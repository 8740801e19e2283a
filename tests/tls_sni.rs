//! Full-stack TLS tests: SNI-selected serving certificates, client
//! certificate identity, and routing through the secure listener.

mod helpers;

use std::net::SocketAddr;
use std::sync::Arc;
use std::time::Duration;

use rustls::client::danger::{HandshakeSignatureValid, ServerCertVerified, ServerCertVerifier};
use rustls::pki_types::{CertificateDer, ServerName, UnixTime};
use tokio::net::{TcpListener, TcpStream};
use tokio_rustls::TlsConnector;

use kubegate::auth::Authenticator;
use kubegate::cluster::{ClusterInfo, ClusterRegistry};
use kubegate::dispatch::Dispatcher;
use kubegate::lifecycle::LifecycleManager;
use kubegate::serve::{GatewayState, serve};
use kubegate::tls::{ServingKey, SniSelect, build_server_config};

use helpers::{
    MockUpstream, TestPki, basic_cluster_yaml, client_identity, install_provider, make_cluster,
    mark_all_ready, parse_cluster, test_pki,
};

/// Spin up the full secure serving loop over the given clusters. Returns
/// the listener address and the DER of the base (fallback) certificate.
async fn start_gateway(clusters: Vec<Arc<ClusterInfo>>) -> (SocketAddr, Vec<u8>) {
    install_provider();
    let registry = Arc::new(ClusterRegistry::new());
    for cluster in clusters {
        registry.add(cluster);
    }

    let base_key = ServingKey::self_signed(vec!["fallback.invalid".to_string()]).expect("base key");
    let base_der = base_key.certs[0].to_vec();
    let base_config = Arc::new(
        build_server_config(base_key.certs.clone(), base_key.key.clone_key(), None)
            .expect("base config"),
    );

    let lifecycle = Arc::new(LifecycleManager::new());
    lifecycle.mark_ready();
    let state = Arc::new(GatewayState {
        dispatcher: Dispatcher::new(Arc::clone(&registry), false),
        authenticator: Authenticator::new(
            Arc::clone(&registry),
            vec![],
            Duration::from_secs(600),
            Duration::from_secs(10),
        ),
        sni: SniSelect::new(Arc::clone(&registry), base_config),
        lifecycle,
    });

    let listener = TcpListener::bind("127.0.0.1:0").await.expect("bind");
    let addr = listener.local_addr().expect("addr");
    tokio::spawn(serve(listener, state));
    (addr, base_der)
}

fn cluster_with_tls(name: &str, endpoint: &str, pki: &TestPki) -> Arc<ClusterInfo> {
    let mut doc = parse_cluster(&basic_cluster_yaml(name, endpoint));
    doc.spec.secure_serving.cert_data = Some(pki.server_cert_pem.clone());
    doc.spec.secure_serving.key_data = Some(pki.server_key_pem.clone());
    let cluster = make_cluster(&doc);
    mark_all_ready(&cluster);
    cluster
}

/// Handshake with the gateway and return the presented leaf certificate.
async fn presented_cert(addr: SocketAddr, server_name: ServerName<'static>) -> Vec<u8> {
    let config = rustls::ClientConfig::builder()
        .dangerous()
        .with_custom_certificate_verifier(Arc::new(TrustAnything::new()))
        .with_no_client_auth();
    let connector = TlsConnector::from(Arc::new(config));
    let tcp = TcpStream::connect(addr).await.expect("connect");
    let tls = connector.connect(server_name, tcp).await.expect("handshake");
    tls.get_ref().1.peer_certificates().expect("peer certs")[0].to_vec()
}

#[tokio::test]
async fn sni_selects_the_cluster_certificate() {
    let upstream = MockUpstream::start().await;
    let pki_a = test_pki("a.example");
    let pki_b = test_pki("b.example");
    let (addr, base_der) = start_gateway(vec![
        cluster_with_tls("a.example", &upstream.endpoint(), &pki_a),
        cluster_with_tls("b.example", &upstream.endpoint(), &pki_b),
    ])
    .await;

    let a = presented_cert(addr, ServerName::try_from("a.example").unwrap()).await;
    assert_eq!(a, pki_a.server_cert_der);

    let b = presented_cert(addr, ServerName::try_from("b.example").unwrap()).await;
    assert_eq!(b, pki_b.server_cert_der);

    // Unknown SNI gets the base certificate.
    let other = presented_cert(addr, ServerName::try_from("other.example").unwrap()).await;
    assert_eq!(other, base_der);

    // No SNI at all (IP server name) falls back to the local address, which
    // matches no cluster here.
    let no_sni = presented_cert(addr, ServerName::from(addr.ip())).await;
    assert_eq!(no_sni, base_der);
}

#[tokio::test]
async fn requests_route_by_sni_through_the_full_stack() {
    let upstream = MockUpstream::start().await;
    let pki = test_pki("a.example");
    let (addr, _) = start_gateway(vec![cluster_with_tls(
        "a.example",
        &upstream.endpoint(),
        &pki,
    )])
    .await;

    let client = reqwest::Client::builder()
        .danger_accept_invalid_certs(true)
        .resolve("a.example", addr)
        .build()
        .expect("client");

    let response = client
        .get(format!(
            "https://a.example:{}/api/v1/namespaces/default/pods",
            addr.port()
        ))
        .bearer_auth("caller-token")
        .send()
        .await
        .expect("request");
    assert_eq!(response.status(), reqwest::StatusCode::OK);
    let echoed: serde_json::Value = response.json().await.expect("json");
    assert_eq!(echoed["path"], "/api/v1/namespaces/default/pods");

    let seen = upstream.last_request().await;
    assert_eq!(seen.header("authorization"), Some("Bearer upstream-token"));
}

#[tokio::test]
async fn connection_without_matching_cluster_yields_404() {
    let upstream = MockUpstream::start().await;
    let pki = test_pki("a.example");
    let (addr, _) = start_gateway(vec![cluster_with_tls(
        "a.example",
        &upstream.endpoint(),
        &pki,
    )])
    .await;

    // Connecting by bare IP sends no SNI; the Host header names no
    // registered cluster either.
    let client = reqwest::Client::builder()
        .danger_accept_invalid_certs(true)
        .build()
        .expect("client");
    let response = client
        .get(format!("https://{addr}/api/v1/namespaces/default/pods"))
        .send()
        .await
        .expect("request");
    assert_eq!(response.status(), reqwest::StatusCode::NOT_FOUND);
    let status: serde_json::Value = response.json().await.expect("json");
    assert_eq!(status["kind"], "Status");
    assert_eq!(status["reason"], "NotFound");
}

#[tokio::test]
async fn client_certificate_identity_is_impersonated() {
    let upstream = MockUpstream::start().await;
    let pki = test_pki("a.example");
    let (ca_pem, cert_pem, key_pem) = client_identity("client-ca", "jane-cert", &["ops"]);

    let mut doc = parse_cluster(&basic_cluster_yaml("a.example", &upstream.endpoint()));
    doc.spec.secure_serving.cert_data = Some(pki.server_cert_pem.clone());
    doc.spec.secure_serving.key_data = Some(pki.server_key_pem.clone());
    doc.spec.secure_serving.client_ca_data = Some(ca_pem);
    let cluster = make_cluster(&doc);
    mark_all_ready(&cluster);

    let (addr, _) = start_gateway(vec![cluster]).await;

    let identity =
        reqwest::Identity::from_pem(format!("{cert_pem}{key_pem}").as_bytes()).expect("identity");
    let client = reqwest::Client::builder()
        .danger_accept_invalid_certs(true)
        .resolve("a.example", addr)
        .identity(identity)
        .build()
        .expect("client");

    let response = client
        .get(format!(
            "https://a.example:{}/api/v1/namespaces/default/pods",
            addr.port()
        ))
        .send()
        .await
        .expect("request");
    assert_eq!(response.status(), reqwest::StatusCode::OK);

    let seen = upstream.last_request().await;
    assert_eq!(seen.header("impersonate-user"), Some("jane-cert"));
    assert!(seen.header_all("impersonate-group").contains(&"ops"));
}

/// Client-side verifier for tests: trusts whatever the gateway presents.
#[derive(Debug)]
struct TrustAnything {
    schemes: Vec<rustls::SignatureScheme>,
}

impl TrustAnything {
    fn new() -> Self {
        let provider = rustls::crypto::CryptoProvider::get_default()
            .cloned()
            .unwrap_or_else(|| Arc::new(rustls::crypto::ring::default_provider()));
        Self {
            schemes: provider
                .signature_verification_algorithms
                .supported_schemes(),
        }
    }
}

impl ServerCertVerifier for TrustAnything {
    fn verify_server_cert(
        &self,
        _end_entity: &CertificateDer<'_>,
        _intermediates: &[CertificateDer<'_>],
        _server_name: &ServerName<'_>,
        _ocsp_response: &[u8],
        _now: UnixTime,
    ) -> Result<ServerCertVerified, rustls::Error> {
        Ok(ServerCertVerified::assertion())
    }

    fn verify_tls12_signature(
        &self,
        _message: &[u8],
        _cert: &CertificateDer<'_>,
        _dss: &rustls::DigitallySignedStruct,
    ) -> Result<HandshakeSignatureValid, rustls::Error> {
        Ok(HandshakeSignatureValid::assertion())
    }

    fn verify_tls13_signature(
        &self,
        _message: &[u8],
        _cert: &CertificateDer<'_>,
        _dss: &rustls::DigitallySignedStruct,
    ) -> Result<HandshakeSignatureValid, rustls::Error> {
        Ok(HandshakeSignatureValid::assertion())
    }

    fn supported_verify_schemes(&self) -> Vec<rustls::SignatureScheme> {
        self.schemes.clone()
    }
}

- - - -

Exercise details - The answer must consist solely of the lines from the first line of the data to the line holding "let registry = Arc::new(ClusterRegistry::new());", each given again exactly.

Result of this exercise -
repository 8740801e19e2283a
filename tests/tls_sni.rs
//! Full-stack TLS tests: SNI-selected serving certificates, client
//! certificate identity, and routing through the secure listener.

mod helpers;

use std::net::SocketAddr;
use std::sync::Arc;
use std::time::Duration;

use rustls::client::danger::{HandshakeSignatureValid, ServerCertVerified, ServerCertVerifier};
use rustls::pki_types::{CertificateDer, ServerName, UnixTime};
use tokio::net::{TcpListener, TcpStream};
use tokio_rustls::TlsConnector;

use kubegate::auth::Authenticator;
use kubegate::cluster::{ClusterInfo, ClusterRegistry};
use kubegate::dispatch::Dispatcher;
use kubegate::lifecycle::LifecycleManager;
use kubegate::serve::{GatewayState, serve};
use kubegate::tls::{ServingKey, SniSelect, build_server_config};

use helpers::{
    MockUpstream, TestPki, basic_cluster_yaml, client_identity, install_provider, make_cluster,
    mark_all_ready, parse_cluster, test_pki,
};

/// Spin up the full secure serving loop over the given clusters. Returns
/// the listener address and the DER of the base (fallback) certificate.
async fn start_gateway(clusters: Vec<Arc<ClusterInfo>>) -> (SocketAddr, Vec<u8>) {
    install_provider();
    let registry = Arc::new(ClusterRegistry::new());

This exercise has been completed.